*Exercise inputs*.
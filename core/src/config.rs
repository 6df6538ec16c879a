//! Client configuration, set in code.

use std::time::Duration;

pub const DEFAULT_BASE_URL: &str = "https://api.chucknorris.io";

/// Settings for an `ApiRequest`.
#[derive(Debug, Clone, PartialEq, Eq)]
pub struct ClientConfig {
    pub base_url: String,
    /// Overall per-call timeout. `None` leaves the transport default in place.
    pub timeout: Option<Duration>,
    pub user_agent: String,
}

impl Default for ClientConfig {
    fn default() -> Self {
        Self {
            base_url: DEFAULT_BASE_URL.to_string(),
            timeout: None,
            user_agent: concat!("joke-core/", env!("CARGO_PKG_VERSION")).to_string(),
        }
    }
}

impl ClientConfig {
    pub fn with_base_url(mut self, base_url: &str) -> Self {
        self.base_url = base_url.to_string();
        self
    }

    pub fn with_timeout(mut self, timeout: Duration) -> Self {
        self.timeout = Some(timeout);
        self
    }

    pub fn with_user_agent(mut self, user_agent: &str) -> Self {
        self.user_agent = user_agent.to_string();
        self
    }
}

*Exercise requirements*.
Nothing but the lines from the one with "pub const DEFAULT_BASE_URL: &str" through the end of the data above should be repeated, each exactly as it stands.

*Answer below*.
pub const DEFAULT_BASE_URL: &str = "https://api.chucknorris.io";

/// Settings for an `ApiRequest`.
#[derive(Debug, Clone, PartialEq, Eq)]
pub struct ClientConfig {
    pub base_url: String,
    /// Overall per-call timeout. `None` leaves the transport default in place.
    pub timeout: Option<Duration>,
    pub user_agent: String,
}

impl Default for ClientConfig {
    fn default() -> Self {
        Self {
            base_url: DEFAULT_BASE_URL.to_string(),
            timeout: None,
            user_agent: concat!("joke-core/", env!("CARGO_PKG_VERSION")).to_string(),
        }
    }
}

impl ClientConfig {
    pub fn with_base_url(mut self, base_url: &str) -> Self {
        self.base_url = base_url.to_string();
        self
    }

    pub fn with_timeout(mut self, timeout: Duration) -> Self {
        self.timeout = Some(timeout);
        self
    }

    pub fn with_user_agent(mut self, user_agent: &str) -> Self {
        self.user_agent = user_agent.to_string();
        self
    }
}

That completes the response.